- Born: Sergei Kashfulgayanovich Martynov 2 June 1962 (age 64) Nyazepetrovsk, Chelyabinsk Oblast, Soviet Union
- Convictions: Murder x9 Rape
- Criminal penalty: Life imprisonment

Details
- Victims: 9+
- Span of crimes: 1992–2010
- Country: Russia
- States: Abakan, Kemerovo, Glazov, Vladimir, Ufa, Oryol Oblast, Voronezh Oblast, Novgorod Oblast, Nizhny Novgorod Oblast
- Date apprehended: 18 November 2010

= Sergei Martynov (serial killer) =

Russian serial killer

Sergei Kashfulgayanovich Martynov (Сергей Кашфулгаянович Мартынов; born 2 June 1962) is a Russian serial killer, convicted for the killing of eight people across western and central Russia between 2005 and 2010, and was earlier convicted of killing another woman in 1992.

==Background==
Sergei Martynov was born on 2 June 1962, in Nyazepetrovsk, Chelyabinsk Oblast, Soviet Union.

==Murders==

===First murder and imprisonment (1992)===
In 1992, Martynov was arrested on suspicion of raping and murdering an unidentified woman, which according to some sources was a teenage girl, for which he was convicted.

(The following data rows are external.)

//! MikroTik RouterOS platform definition.
//!
//! # Prompt Examples
//!
//! ```text
//! [admin@MikroTik] >                 # top level
//! [admin@MikroTik] /ip address>      # inside a menu
//! [admin@core-rtr.lab] > 
//! ```
//!
//! A fresh login may stop at one of these before the first prompt:
//!
//! ```text
//! Do you want to see the software license? [Y/n]:
//! Please press "Enter" to continue!
//! ```
//!
//! Errors are reported on their own line after the command echo:
//!
//! ```text
//! [admin@MikroTik] > /foo
//! bad command name foo (line 1 column 2)
//! ```

use crate::channel::PatternRegistry;
use crate::config::ParserOptions;
use crate::facts::{FactField, FactQuery};
use crate::platform::PlatformDefinition;

/// Registry name of this platform.
pub const PLATFORM_NAME: &str = "routeros";

/// Create the RouterOS platform definition.
///
/// Error patterns use `(?m)` so `^` anchors at the start of any output line,
/// and run to the end of the line so the whole device message is kept.
pub fn platform() -> PlatformDefinition {
    let patterns = PatternRegistry::new()
        .with_prompt(r"\[[\w\-.]+@[\w\-.]+\][^\r\n\[\]>]*>\s*$")
        .unwrap()
        .with_error(r"(?m)^bad command name[^\r\n]*")
        .unwrap()
        .with_error(r"(?m)^no such item[^\r\n]*")
        .unwrap()
        .with_error(r"(?m)^invalid value for[^\r\n]*")
        .unwrap()
        .with_error(r"(?m)^syntax error[^\r\n]*")
        .unwrap()
        .with_error(r"(?m)^expected end of command[^\r\n]*")
        .unwrap()
        .with_interactive_prompt(r#"Please press "Enter" to continue!\s*$"#)
        .unwrap()
        .with_interactive_prompt(r"Do you want to see the software license\? \[Y/n\]: ?\s*$")
        .unwrap();

    PlatformDefinition::new(PLATFORM_NAME)
        .with_network_os("RouterOS")
        .with_patterns(patterns)
        .with_fact_query(
            FactQuery::new("/system resource print", FactField::Version, r"version: (\S+)").unwrap(),
        )
        .with_fact_query(
            FactQuery::new("/system routerboard print", FactField::Model, r"(?m)model: (.+)$").unwrap(),
        )
        .with_fact_query(
            FactQuery::new("/system identity print", FactField::Hostname, r"(?m)name: (.+)$").unwrap(),
        )
        .with_config_command("/export compact")
        .with_parser(ParserOptions::routeros())
}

===Crime spree (2005–2010)===
In 2005, Martynov was released from prison after serving nearly 14 years for the 1992 murder. Shortly after his release, he attempted to rape a young girl at knifepoint in Kemerovo, but the victim survived and Martynov was placed on a wanted list by police.

In June 2007, Martynov murdered a woman and dismembered her body in Glazov, Udmurtia, and the following month he raped an 8-year-old girl in Vyazovka, a village in Nizhny Novgorod Oblast. In May 2008, Martynov killed a man during a robbery, and the following month killed an elderly woman in a forest, dismembering her body. In November he murdered a woman in Oryol Oblast. In August 2010, Martynov raped and killed a 70-year-old woman in Bashkortostan, where he left a note stating that he is not afraid of the police and would be in Chelyabinsk at 12:00.

In late 2010, Martynov killed his final victim, a woman in Voronezh Oblast.

==Arrest and conviction==
Martynov was arrested on 18 November 2010, after the police tracked down his location when he activated a mobile phone that he had stolen from one of his victims. During the arrest Martynov did not try to resist, stating that he had wanted to be caught. According to prosecutors, Martynov is believed to have committed violent crimes across at least 10 oblasts in western and central Russia since his release from prison until his arrest, killing seven women and one man, and assaulting numerous others. Among the other victims were two minor girls, one of which was the victim of violent sexual abuse, and the other sustained serious injuries. Martynov often mutilated his female victims by removing their breasts and genitalia.

On 23 May 2012, prosecutors for the first time publicly disclosed details about the case. He has been charged with intentional infliction of a grave injury, hooliganism, murder of two or more persons, and violent sexual actions. Prosecutors said Martynov acted "daringly and cynically", leaving letters at crime scenes and making no effort to conceal evidence. He later claimed his killings were motivated by his wish for a "cleaning of the society". During his time in jail, when he was waiting for trial, Martynov asked to have another inmate in his cell so he could kill him "because he was bored". Martynov was convicted for eight murders and sentenced to life imprisonment.